What is a higher-order function?
A higher-order function has an intimidating name and a simple meaning: it's a function that works with other functions. Either it takes a function as one of its inputs, or it hands a function back as its output — sometimes both.
Think of a kitchen robot. A normal recipe gives the robot ingredients — that's plain data. A higher-order function lets you also hand the robot a recipe — the behaviour itself, the what to do. You're no longer limited to passing flour and eggs; you can pass the very idea of "whisk this" or "bake that."
The phrase "functions are first-class" means functions get the same rights as any other value: they can be named, stored, passed, and returned. Higher-order functions are what you build with that freedom.
How it works
Let's make it real. First, we store a tiny function in a variable called square — notice it lives in a let just like a number would.
Then we write applyTwice, a function whose first argument is another function. It takes some behaviour f and a value x, and runs f on x twice. When we pass square into it, the function travels in as if it were a piece of data — and that's exactly what the animation below shows.
- Higher-order functionTakes (or returns) another function — you pass behaviour around like data.
Here it is in F#. The first line ties the name square to a function value. The second line defines a higher-order function. The last line drops square into it like any other argument.
// A function stored in a variable, just like a value
let square = fun x -> x * x
// A higher-order function: its first argument, f, IS a function
let applyTwice f x = f (f x)
// Pass the square function in as if it were data
applyTwice square 3 // square (square 3) = 81
Try reading applyTwice square 3 out loud: "apply square twice to 3." The behaviour (square) and the data (3) sit side by side as ordinary arguments — that's the whole trick.
A quick word on partial application
- addA general function wanting two numbers.
- add5Made by pre-filling the first argument with 5 — a smaller, reusable tool still waiting for the second number.
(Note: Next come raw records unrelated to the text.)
//! # HDF5 容器后端
//!
//! 基于 `hdf5` crate 实现 [`Container`]。复合数据集的单个字段通过构造
//! 只含该字段的内存类型读取，由 HDF5 按字段名完成类型转换。
//!
//! HDF5 库本身不是线程安全的，调用方需在 `loader::HDF5_LOCK` 下使用。
//!
//! ## 依赖关系
//! - 被 `loader/mod.rs` 使用（仅在启用 `hdf5` feature 时编译）
//! - 使用 `loader/container.rs`

use crate::error::{Cv4emError, Result};
use crate::loader::container::Container;

use hdf5::types::{CompoundField, CompoundType, FloatSize, TypeDescriptor};
use hdf5::{Conversion, Dataset, Datatype, File, Group};
use hdf5_sys::h5d::H5Dread;
use hdf5_sys::h5p::H5P_DEFAULT;
use hdf5_sys::h5s::H5S_ALL;

use std::path::Path;

pub struct Hdf5Container {
    file: File,
}

impl Hdf5Container {
    pub fn open<P: AsRef<Path>>(path: P) -> Result<Self> {
        let file = File::open(path.as_ref())?;
        Ok(Self { file })
    }

    fn dataset(&self, name: &str) -> Result<Dataset> {
        self.file
            .dataset(name)
            .map_err(|e| Cv4emError::malformed(name, e))
    }
}

/// 深度优先收集数据集路径：同一层先数据集后子组
fn collect_datasets(group: &Group, names: &mut Vec<String>) -> Result<()> {
    for ds in group.datasets()? {
        names.push(ds.name().trim_start_matches('/').to_string());
    }
    for child in group.groups()? {
        collect_datasets(&child, names)?;
    }
    Ok(())
}

/// 仅包含一个 f64 字段的复合内存类型
fn single_field_type(field: &str) -> TypeDescriptor {
    TypeDescriptor::Compound(CompoundType {
        fields: vec![CompoundField {
            name: field.to_string(),
            ty: TypeDescriptor::Float(FloatSize::U8),
            offset: 0,
            index: 0,
        }],
        size: std::mem::size_of::<f64>(),
    })
}

impl Container for Hdf5Container {
    fn dataset_names(&self) -> Result<Vec<String>> {
        let mut names = Vec::new();
        collect_datasets(&self.file, &mut names)?;
        Ok(names)
    }

    fn read_cube(&self, name: &str) -> Result<(Vec<f32>, [usize; 3])> {
        let ds = self.dataset(name)?;
        let shape = match ds.shape().as_slice() {
            &[ny, nx, nch] => [ny, nx, nch],
            other => {
                return Err(Cv4emError::malformed(
                    name,
                    format!("expected a 3-D dataset, got shape {:?}", other),
                ))
            }
        };

        // 原始计数通常为整数类型
        let data = ds
            .as_reader()
            .conversion(Conversion::Hard)
            .read_raw::<f32>()
            .map_err(|e| Cv4emError::malformed(name, e))?;
        Ok((data, shape))
    }

    fn read_field(&self, name: &str, field: &str) -> Result<Option<f64>> {
        let ds = self.dataset(name)?;
        let descriptor = ds
            .dtype()
            .and_then(|dt| dt.to_descriptor())
            .map_err(|e| Cv4emError::malformed(name, e))?;

        let TypeDescriptor::Compound(compound) = descriptor else {
            return Err(Cv4emError::malformed(name, "not a compound dataset"));
        };
        if !compound.fields.iter().any(|f| f.name == field) {
            return Ok(None);
        }

        let records = ds.size();
        if records == 0 {
            return Err(Cv4emError::malformed(name, "empty record"));
        }

        let mem_type = Datatype::from_descriptor(&single_field_type(field))
            .map_err(|e| Cv4emError::malformed(name, e))?;
        let mut values = vec![0.0_f64; records];
        // SAFETY: 内存类型只含一个 f64 字段，`values` 为数据集的每条记录各留一个 f64，
        // H5S_ALL 读取的元素数与 `ds.size()` 相同；调用方持有 `HDF5_LOCK`。
        let status = unsafe {
            H5Dread(
                ds.id(),
                mem_type.id(),
                H5S_ALL,
                H5S_ALL,
                H5P_DEFAULT,
                values.as_mut_ptr().cast(),
            )
        };
        if status < 0 {
            return Err(Cv4emError::malformed(
                name,
                format!("cannot read field '{}'", field),
            ));
        }

        Ok(values.first().copied())
    }
}

#[cfg(test)]
mod tests {
    use super::*;
    use crate::loader::edax::DiagnosticKind;
    use crate::loader::{load_file, HDF5_LOCK};

    use hdf5::H5Type;
    use std::path::PathBuf;

    #[derive(H5Type, Clone, Copy)]
    #[repr(C)]
    struct PixelRecord {
        #[hdf5(rename = "MicronsPerPixelX")]
        x: f32,
        #[hdf5(rename = "MicronsPerPixelY")]
        y: f32,
    }

    /// 缺少 `MicronsPerPixelX`
    #[derive(H5Type, Clone, Copy)]
    #[repr(C)]
    struct PartialPixelRecord {
        #[hdf5(rename = "MicronsPerPixelY")]
        y: f32,
    }

    #[derive(H5Type, Clone, Copy)]
    #[repr(C)]
    struct SpectrumRecord {
        #[hdf5(rename = "evPch")]
        ev_per_channel: f32,
        #[hdf5(rename = "KV")]
        kv: f32,
        #[hdf5(rename = "LiveTime")]
        live_time: f32,
    }

    fn write_sample(name: &str) -> PathBuf {
        let path = std::env::temp_dir().join(name);
        let _guard = HDF5_LOCK.lock().unwrap_or_else(|e| e.into_inner());
        let file = File::create(&path).unwrap();

        let area = file.create_group("Area 1").unwrap();
        let counts: Vec<u16> = (0..24).collect();
        area
            .new_dataset::<u16>()
            .shape((2, 3, 4))
            .create("SPD")
            .unwrap()
            .write_raw(counts.as_slice())
            .unwrap();
        area
            .new_dataset::<PixelRecord>()
            .shape(1)
            .create("MAPIMAGEIPR")
            .unwrap()
            .write_raw(&[PixelRecord { x: 0.25, y: 0.5 }])
            .unwrap();
        area
            .new_dataset::<SpectrumRecord>()
            .shape(1)
            .create("SPC")
            .unwrap()
            .write_raw(&[SpectrumRecord {
                ev_per_channel: 10.0,
                kv: 20.0,
                live_time: 35.5,
            }])
            .unwrap();

        let broken = file.create_group("Area 2").unwrap();
        broken
            .new_dataset::<u16>()
            .shape((1, 1, 4))
            .create("SPD")
            .unwrap()
            .write_raw(&[1u16, 2, 3, 4])
            .unwrap();
        broken
            .new_dataset::<PartialPixelRecord>()
            .shape(1)
            .create("MAPIMAGEIPR")
            .unwrap()
            .write_raw(&[PartialPixelRecord { y: 0.5 }])
            .unwrap();

        path
    }

    #[test]
    fn test_load_edax_file() {
        let path = write_sample("cv4em_test_edax_load.h5");
        let report = load_file(&path).unwrap();
        let _ = std::fs::remove_file(&path);

        assert_eq!(report.signals.len(), 2);
        let area = report
            .signals
            .iter()
            .find(|s| s.metadata.title == "Area 1/SPD")
            .unwrap();
        assert_eq!(area.shape(), [2, 3, 4]);
        // u16 计数转换为 f32
        assert_eq!(area.data[23], 23.0);
        assert_eq!(area.axes[0].scale, 0.25);
        assert_eq!(area.axes[1].scale, 0.25);
        assert_eq!(area.axes[2].scale, 0.01);
        assert_eq!(area.metadata.acquisition.beam_energy, Some(20.0));
        assert_eq!(area.metadata.acquisition.detector.live_time, Some(35.5));

        assert_eq!(report.diagnostics.len(), 1);
        let d = &report.diagnostics[0];
        assert_eq!(d.entry, "Area 2/MAPIMAGEIPR");
        assert_eq!(d.kind, DiagnosticKind::MalformedRecord);

        let broken = report
            .signals
            .iter()
            .find(|s| s.metadata.title == "Area 2/SPD")
            .unwrap();
        assert_eq!(broken.axes[0].scale, 1.0);
    }

    #[test]
    fn test_container_reads() {
        let path = write_sample("cv4em_test_edax_container.h5");
        let _guard = HDF5_LOCK.lock().unwrap_or_else(|e| e.into_inner());
        let container = Hdf5Container::open(&path).unwrap();

        let names = container.dataset_names().unwrap();
        assert!(names.contains(&"Area 1/SPD".to_string()));
        assert!(names.contains(&"Area 2/MAPIMAGEIPR".to_string()));

        assert_eq!(
            container.read_field("Area 1/SPC", "evPch").unwrap(),
            Some(10.0)
        );
        assert_eq!(
            container.read_field("Area 1/MAPIMAGEIPR", "MicronsPerPixelY").unwrap(),
            Some(0.5)
        );
        assert_eq!(
            container.read_field("Area 2/MAPIMAGEIPR", "MicronsPerPixelX").unwrap(),
            None
        );
        // 数据立方体不是复合类型
        assert!(matches!(
            container.read_field("Area 1/SPD", "evPch"),
            Err(Cv4emError::MalformedRecord { .. })
        ));
        // 非三维数据集不能作为数据立方体
        assert!(matches!(
            container.read_cube("Area 1/SPC"),
            Err(Cv4emError::MalformedRecord { .. })
        ));

        drop(container);
        let _ = std::fs::remove_file(&path);
    }
}
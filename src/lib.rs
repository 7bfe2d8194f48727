//! # cv4em - 电子显微镜数据标定与可视化工具
//!
//! 把 EDS 与 NBED 数据处理中的常用辅助功能统一成一个库和单一可执行文件。
//! 库部分可直接调用（k 因子查询、相机长度标定、EDAX 容器关联），
//! `cv4em` 可执行文件只负责解析参数并分派到 `commands`。
//!
//! ## 子命令
//! - `kfactor`   - EDS k 因子查询
//! - `calibrate` - NBED 相机长度标定
//! - `load`      - 加载 EDAX HDF5 文件
//! - `lines`     - 元素与 X 射线谱线选择
//! - `overlay`   - 元素分布图叠加
//!
//! ## 依赖关系
//! ```text
//! lib.rs
//!   ├── cli/        (命令行参数定义)
//!   ├── commands/   (命令执行逻辑)
//!   │     ├── eds/       (k 因子、谱线、分布图)
//!   │     ├── nbed/      (相机长度标定)
//!   │     ├── loader/    (EDAX HDF5 加载)
//!   │     ├── overlay/   (分布图合成与渲染)
//!   │     ├── data/      (静态参考数据)
//!   │     └── models/    (数据模型)
//!   ├── batch/      (批量处理)
//!   ├── utils/      (工具函数)
//!   └── error.rs    (错误处理)
//! ```

pub mod batch;
pub mod cli;
pub mod commands;
pub mod data;
pub mod eds;
pub mod error;
pub mod loader;
pub mod models;
pub mod nbed;
pub mod overlay;
pub mod utils;

// 常用入口
pub use eds::kfactor::{find_kfactors, find_kfactors_for};
pub use error::{Cv4emError, Result};
pub use loader::{load_container, load_file, LoadReport};
pub use nbed::calibration::{calibrate, resolve, CameraLengthSource, Microscope};
//! # k 因子查询
//!
//! 根据 X 射线谱线编码（如 `"Al_Ka"`）查找 k 因子。
//!
//! ## 规则
//! - 元素符号取第一个 `_` 之前的部分（没有 `_` 时取整个字符串）
//! - 线系字母取编码倒数第二个字符（`K`、`L` 或 `M`）
//! - 两个键均精确匹配、区分大小写，缺失时返回 `KeyNotFound`
//! - 表中存储的 0 是有效数据，原样返回
//!
//! ## 依赖关系
//! - 被 `commands/kfactor.rs` 调用
//! - 使用 `data/kfactors.rs` 的静态表

use crate::data::kfactors;
use crate::error::{Cv4emError, Result};
use crate::models::{LineFamily, SpectralImage};

/// 编码中的元素符号
pub fn line_element(line: &str) -> &str {
    line.split_once('_').map(|(el, _)| el).unwrap_or(line)
}

/// 编码倒数第二个字符对应的线系
pub fn line_family(line: &str) -> Result<LineFamily> {
    let letter = line.chars().rev().nth(1);
    letter.and_then(LineFamily::from_letter).ok_or_else(|| {
        Cv4emError::key_not_found(
            "k-factor line",
            letter.map(String::from).unwrap_or_default(),
        )
    })
}

/// 查询单条谱线的 k 因子
pub fn lookup_kfactor(line: &str) -> Result<f64> {
    let symbol = line_element(line);
    let row = kfactors::get_kfactor_row(symbol)
        .ok_or_else(|| Cv4emError::key_not_found("k-factor element", symbol))?;
    Ok(row.factor(line_family(line)?))
}

/// 按输入顺序返回每条谱线的 k 因子
pub fn find_kfactors<S: AsRef<str>>(lines: &[S]) -> Result<Vec<f64>> {
    lines
        .iter()
        .map(|line| lookup_kfactor(line.as_ref()))
        .collect()
}

/// 使用谱图像元数据中记录的谱线列表查询 k 因子
pub fn find_kfactors_for(signal: &SpectralImage) -> Result<Vec<f64>> {
    if signal.metadata.xray_lines.is_empty() {
        return Err(Cv4emError::InvalidArgument(format!(
            "signal '{}' has no X-ray lines; use a list like ['Al_Ka', 'O_Ka']",
            signal.metadata.title
        )));
    }
    find_kfactors(&signal.metadata.xray_lines)
}

#[cfg(test)]
mod tests {
    use super::*;

    #[test]
    fn test_find_kfactors_in_order() {
        let values = find_kfactors(&["Al_Ka", "Zr_Ka", "O_Ka", "Ti_Ka"]).unwrap();
        assert_eq!(values, vec![11.011, 6.18, 1.7, 1.21]);
    }

    #[test]
    fn test_l_and_m_columns() {
        let values = find_kfactors(&["Zr_La", "Au_Ma", "Ba_Ma"]).unwrap();
        assert_eq!(values, vec![2.36, 1.536, 251.024]);
    }

    #[test]
    fn test_stored_zero_is_returned() {
        // Al 的 L 线未标定，表中为 0
        assert_eq!(find_kfactors(&["Al_La"]).unwrap(), vec![0.0]);
        assert_eq!(find_kfactors(&["H_Ka"]).unwrap(), vec![0.0]);
    }

    #[test]
    fn test_unknown_element() {
        let err = find_kfactors(&["Al_Ka", "Xx_Ka"]).unwrap_err();
        match err {
            Cv4emError::KeyNotFound { key, .. } => assert_eq!(key, "Xx"),
            other => panic!("unexpected error: {other:?}"),
        }
    }

    #[test]
    fn test_element_lookup_is_case_sensitive() {
        assert!(matches!(
            find_kfactors(&["al_Ka"]),
            Err(Cv4emError::KeyNotFound { .. })
        ));
    }

    #[test]
    fn test_unknown_line_family() {
        let err = lookup_kfactor("Al_Na").unwrap_err();
        match err {
            Cv4emError::KeyNotFound { key, .. } => assert_eq!(key, "N"),
            other => panic!("unexpected error: {other:?}"),
        }
        // 小写线系字母同样不存在
        assert!(lookup_kfactor("Al_ka").is_err());
    }

    #[test]
    fn test_family_taken_from_second_last_char() {
        // 子线序号不影响线系判定
        assert_eq!(line_family("Cu_Kb").unwrap(), LineFamily::K);
        assert_eq!(lookup_kfactor("Cu_Kb").unwrap(), 2.073);
    }

    #[test]
    fn test_identifier_without_separator() {
        // 没有 "_" 时整个字符串作为元素符号；"Al" 不是完整编码但仍按规则查找
        assert!(matches!(
            lookup_kfactor("AlKa"),
            Err(Cv4emError::KeyNotFound { .. })
        ));
        // 单字符：元素 "K" 存在，但没有线系字母
        assert!(matches!(lookup_kfactor("K"), Err(Cv4emError::KeyNotFound { .. })));
        assert_eq!(line_element("K"), "K");
        assert_eq!(line_element("Fe_La"), "Fe");
    }

    #[test]
    fn test_find_kfactors_for_signal() {
        let mut signal = SpectralImage::from_cube(vec![0.0; 4], [1, 1, 4]).unwrap();
        assert!(matches!(
            find_kfactors_for(&signal),
            Err(Cv4emError::InvalidArgument(_))
        ));

        signal.metadata.xray_lines = vec!["Fe_Ka".to_string(), "Fe_La".to_string()];
        assert_eq!(find_kfactors_for(&signal).unwrap(), vec![2.806, 2.863]);
    }
}
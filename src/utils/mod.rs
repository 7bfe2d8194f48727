//! # 工具函数模块
//!
//! 提供美化输出、进度条和终端交互工具。
//!
//! ## 依赖关系
//! - 被 `commands/` 和 `batch/` 模块使用
//! - 子模块: output, progress, prompt

pub mod output;
pub mod progress;
pub mod prompt;
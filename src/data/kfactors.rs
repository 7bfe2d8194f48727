//! # EDS k 因子数据库
//!
//! Bruker EDS 探测器（Hitachi HD2700 STEM）的 Cliff-Lorimer k 因子表。
//! 每个元素一行，分别给出 K、L、M 线系的 k 因子；0 表示该线系未标定，
//! 作为数据原样返回。
//!
//! ## 依赖关系
//! - 被 `eds/kfactor.rs` 调用
//! - 纯静态数据，使用 `models::LineFamily` 选择列

use crate::models::LineFamily;

use std::collections::HashMap;
use std::sync::LazyLock;

/// k 因子表中的一行
#[derive(Debug, Clone, Copy, PartialEq)]
pub struct KFactorRow {
    /// 原子序数
    pub z: u32,
    pub symbol: &'static str,
    pub k: f64,
    pub l: f64,
    pub m: f64,
}

impl KFactorRow {
    /// 取指定线系的 k 因子
    pub fn factor(&self, family: LineFamily) -> f64 {
        match family {
            LineFamily::K => self.k,
            LineFamily::L => self.l,
            LineFamily::M => self.m,
        }
    }
}

/// HD2700 k 因子表，按原子序数排序 (H - Cf)
pub static KFACTORS_HD2700: [KFactorRow; 98] = [
    KFactorRow { z: 1, symbol: "H", k: 0.0, l: 0.0, m: 0.0 },
    KFactorRow { z: 2, symbol: "He", k: 0.0, l: 0.0, m: 0.0 },
    KFactorRow { z: 3, symbol: "Li", k: 0.0, l: 0.0, m: 0.0 },
    KFactorRow { z: 4, symbol: "Be", k: 181.983, l: 0.0, m: 0.0 },
    KFactorRow { z: 5, symbol: "B", k: 8.985, l: 0.0, m: 0.0 },
    KFactorRow { z: 6, symbol: "C", k: 11.907, l: 0.0, m: 0.0 },
    KFactorRow { z: 7, symbol: "N", k: 3.218, l: 0.0, m: 0.0 },
    KFactorRow { z: 8, symbol: "O", k: 1.7, l: 0.0, m: 0.0 },
    KFactorRow { z: 9, symbol: "F", k: 1.503, l: 0.0, m: 0.0 },
    KFactorRow { z: 10, symbol: "Ne", k: 0.966, l: 0.0, m: 0.0 },
    KFactorRow { z: 11, symbol: "Na", k: 0.932, l: 0.0, m: 0.0 },
    KFactorRow { z: 12, symbol: "Mg", k: 9.868, l: 0.0, m: 0.0 },
    KFactorRow { z: 13, symbol: "Al", k: 11.011, l: 0.0, m: 0.0 },
    KFactorRow { z: 14, symbol: "Si", k: 3.596, l: 0.0, m: 0.0 },
    KFactorRow { z: 15, symbol: "P", k: 1.05, l: 0.0, m: 0.0 },
    KFactorRow { z: 16, symbol: "S", k: 4.296, l: 0.0, m: 0.0 },
    KFactorRow { z: 17, symbol: "Cl", k: 1.049, l: 0.0, m: 0.0 },
    KFactorRow { z: 18, symbol: "Ar", k: 1.141, l: 0.0, m: 0.0 },
    KFactorRow { z: 19, symbol: "K", k: 1.077, l: 0.0, m: 0.0 },
    KFactorRow { z: 20, symbol: "Ca", k: 1.157, l: 92.905, m: 0.0 },
    KFactorRow { z: 21, symbol: "Sc", k: 1.191, l: 40.965, m: 0.0 },
    KFactorRow { z: 22, symbol: "Ti", k: 1.21, l: 29.213, m: 0.0 },
    KFactorRow { z: 23, symbol: "V", k: 1.259, l: 15.657, m: 0.0 },
    KFactorRow { z: 24, symbol: "Cr", k: 1.278, l: 7.943, m: 0.0 },
    KFactorRow { z: 25, symbol: "Mn", k: 3.469, l: 4.798, m: 0.0 },
    KFactorRow { z: 26, symbol: "Fe", k: 2.806, l: 2.863, m: 0.0 },
    KFactorRow { z: 27, symbol: "Co", k: 1.518, l: 2.311, m: 0.0 },
    KFactorRow { z: 28, symbol: "Ni", k: 1.556, l: 1.853, m: 0.0 },
    KFactorRow { z: 29, symbol: "Cu", k: 2.073, l: 1.677, m: 0.0 },
    KFactorRow { z: 30, symbol: "Zn", k: 1.86, l: 1.723, m: 0.0 },
    KFactorRow { z: 31, symbol: "Ga", k: 2.07, l: 2.123, m: 0.0 },
    KFactorRow { z: 32, symbol: "Ge", k: 2.265, l: 2.054, m: 0.0 },
    KFactorRow { z: 33, symbol: "As", k: 2.481, l: 2.136, m: 0.0 },
    KFactorRow { z: 34, symbol: "Se", k: 2.807, l: 2.154, m: 0.0 },
    KFactorRow { z: 35, symbol: "Br", k: 3.078, l: 2.113, m: 0.0 },
    KFactorRow { z: 36, symbol: "Kr", k: 3.546, l: 2.263, m: 0.0 },
    KFactorRow { z: 37, symbol: "Rb", k: 4.009, l: 2.233, m: 0.0 },
    KFactorRow { z: 38, symbol: "Sr", k: 4.616, l: 2.274, m: 0.0 },
    KFactorRow { z: 39, symbol: "Y", k: 5.295, l: 2.343, m: 0.0 },
    KFactorRow { z: 40, symbol: "Zr", k: 6.18, l: 2.36, m: 0.0 },
    KFactorRow { z: 41, symbol: "Nb", k: 7.262, l: 2.32, m: 0.0 },
    KFactorRow { z: 42, symbol: "Mo", k: 8.642, l: 2.361, m: 0.0 },
    KFactorRow { z: 43, symbol: "Tc", k: 10.257, l: 2.52, m: 0.0 },
    KFactorRow { z: 44, symbol: "Ru", k: 12.381, l: 2.493, m: 0.0 },
    KFactorRow { z: 45, symbol: "Rh", k: 14.768, l: 2.622, m: 0.0 },
    KFactorRow { z: 46, symbol: "Pd", k: 17.985, l: 2.738, m: 0.0 },
    KFactorRow { z: 47, symbol: "Ag", k: 21.47, l: 2.804, m: 0.0 },
    KFactorRow { z: 48, symbol: "Cd", k: 26.328, l: 2.939, m: 0.0 },
    KFactorRow { z: 49, symbol: "In", k: 31.736, l: 2.938, m: 0.0 },
    KFactorRow { z: 50, symbol: "Sn", k: 38.849, l: 3.303, m: 0.0 },
    KFactorRow { z: 51, symbol: "Sb", k: 47.074, l: 3.421, m: 0.0 },
    KFactorRow { z: 52, symbol: "Te", k: 58.429, l: 3.575, m: 0.0 },
    KFactorRow { z: 53, symbol: "I", k: 68.682, l: 3.557, m: 0.0 },
    KFactorRow { z: 54, symbol: "Xe", k: 83.757, l: 3.652, m: 0.0 },
    KFactorRow { z: 55, symbol: "Cs", k: 100.587, l: 3.678, m: 0.0 },
    KFactorRow { z: 56, symbol: "Ba", k: 122.888, l: 3.789, m: 251.024 },
    KFactorRow { z: 57, symbol: "La", k: 146.46, l: 3.779, m: 36.353 },
    KFactorRow { z: 58, symbol: "Ce", k: 174.287, l: 3.779, m: 21.616 },
    KFactorRow { z: 59, symbol: "Pr", k: 206.116, l: 3.772, m: 16.083 },
    KFactorRow { z: 60, symbol: "Nd", k: 248.193, l: 3.835, m: 12.61 },
    KFactorRow { z: 61, symbol: "Pm", k: 293.576, l: 3.847, m: 9.775 },
    KFactorRow { z: 62, symbol: "Sm", k: 357.046, l: 4.036, m: 9.526 },
    KFactorRow { z: 63, symbol: "Eu", k: 423.472, l: 4.054, m: 7.025 },
    KFactorRow { z: 64, symbol: "Gd", k: 513.709, l: 4.178, m: 3.642 },
    KFactorRow { z: 65, symbol: "Tb", k: 608.318, l: 4.188, m: 5.337 },
    KFactorRow { z: 66, symbol: "Dy", k: 726.462, l: 4.229, m: 4.202 },
    KFactorRow { z: 67, symbol: "Ho", k: 863.91, l: 4.297, m: 3.838 },
    KFactorRow { z: 68, symbol: "Er", k: 1020.079, l: 4.322, m: 3.737 },
    KFactorRow { z: 69, symbol: "Tm", k: 1203.458, l: 4.369, m: 2.699 },
    KFactorRow { z: 70, symbol: "Yb", k: 1435.566, l: 4.31, m: 2.588 },
    KFactorRow { z: 71, symbol: "Lu", k: 1690.141, l: 4.565, m: 1.928 },
    KFactorRow { z: 72, symbol: "Hf", k: 2008.353, l: 4.674, m: 1.839 },
    KFactorRow { z: 73, symbol: "Ta", k: 2366.031, l: 4.739, m: 1.768 },
    KFactorRow { z: 74, symbol: "W", k: 2793.954, l: 4.824, m: 1.74 },
    KFactorRow { z: 75, symbol: "Re", k: 3280.444, l: 4.813, m: 2.31 },
    KFactorRow { z: 76, symbol: "Os", k: 3894.591, l: 4.834, m: 0.734 },
    KFactorRow { z: 77, symbol: "Ir", k: 4566.981, l: 4.817, m: 1.275 },
    KFactorRow { z: 78, symbol: "Pt", k: 5378.208, l: 4.893, m: 1.438 },
    KFactorRow { z: 79, symbol: "Au", k: 6288.581, l: 4.892, m: 1.536 },
    KFactorRow { z: 80, symbol: "Hg", k: 7434.261, l: 4.991, m: 1.95 },
    KFactorRow { z: 81, symbol: "Tl", k: 8777.332, l: 5.122, m: 2.841 },
    KFactorRow { z: 82, symbol: "Pb", k: 10312.191, l: 5.257, m: 3.562 },
    KFactorRow { z: 83, symbol: "Bi", k: 12054.599, l: 5.395, m: 3.445 },
    KFactorRow { z: 84, symbol: "Po", k: 13950.156, l: 5.504, m: 3.495 },
    KFactorRow { z: 85, symbol: "At", k: 16250.293, l: 5.628, m: 3.475 },
    KFactorRow { z: 86, symbol: "Rn", k: 19882.856, l: 6.125, m: 3.419 },
    KFactorRow { z: 87, symbol: "Fr", k: 23123.224, l: 6.316, m: 3.577 },
    KFactorRow { z: 88, symbol: "Ra", k: 27146.164, l: 6.58, m: 3.493 },
    KFactorRow { z: 89, symbol: "Ac", k: 31583.326, l: 6.829, m: 3.39 },
    KFactorRow { z: 90, symbol: "Th", k: 37429.922, l: 7.223, m: 3.269 },
    KFactorRow { z: 91, symbol: "Pa", k: 43238.079, l: 7.315, m: 3.232 },
    KFactorRow { z: 92, symbol: "U", k: 51724.858, l: 7.22, m: 3.198 },
    KFactorRow { z: 93, symbol: "Np", k: 59588.09, l: 7.361, m: 3.125 },
    KFactorRow { z: 94, symbol: "Pu", k: 71681.625, l: 7.885, m: 3.223 },
    KFactorRow { z: 95, symbol: "Am", k: 83205.325, l: 8.187, m: 3.108 },
    KFactorRow { z: 96, symbol: "Cm", k: 98894.698, l: 9.382, m: 3.032 },
    KFactorRow { z: 97, symbol: "Bk", k: 15703.642, l: 9.892, m: 3.018 },
    KFactorRow { z: 98, symbol: "Cf", k: 37892.321, l: 10.56, m: 3.05 },
];

/// 元素符号 -> 行号索引
static KFACTOR_INDEX: LazyLock<HashMap<&'static str, usize>> = LazyLock::new(|| {
    KFACTORS_HD2700
        .iter()
        .enumerate()
        .map(|(i, row)| (row.symbol, i))
        .collect()
});

/// 按元素符号查找 k 因子行（精确、区分大小写）
pub fn get_kfactor_row(symbol: &str) -> Option<&'static KFactorRow> {
    KFACTOR_INDEX.get(symbol).map(|&i| &KFACTORS_HD2700[i])
}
Because functions are values, you can also pre-fill some of their arguments to make a smaller, specialized function. That's called partial application, and it sounds fancier than it is.
Imagine an add function that wants two numbers. If you give it just one — say 5 — you don't get an error; you get back a new function that's still waiting for the second number. You've built a custom add5 tool out of a more general one, without writing it from scratch.
Why it matters
Passing behaviour around is the quiet engine behind some of the most loved tools in programming. The transform/keep/combine trio of map-filter-reduce works precisely because you hand each of them a small function describing what to do to every item.
It's also how you snap small steps together into pipelines: each stage is just a function, so the whole flow becomes a sequence of behaviours you can rearrange, reuse, and reason about. Once functions are values, your code stops being a pile of fixed instructions and becomes a set of building blocks you can mix freely.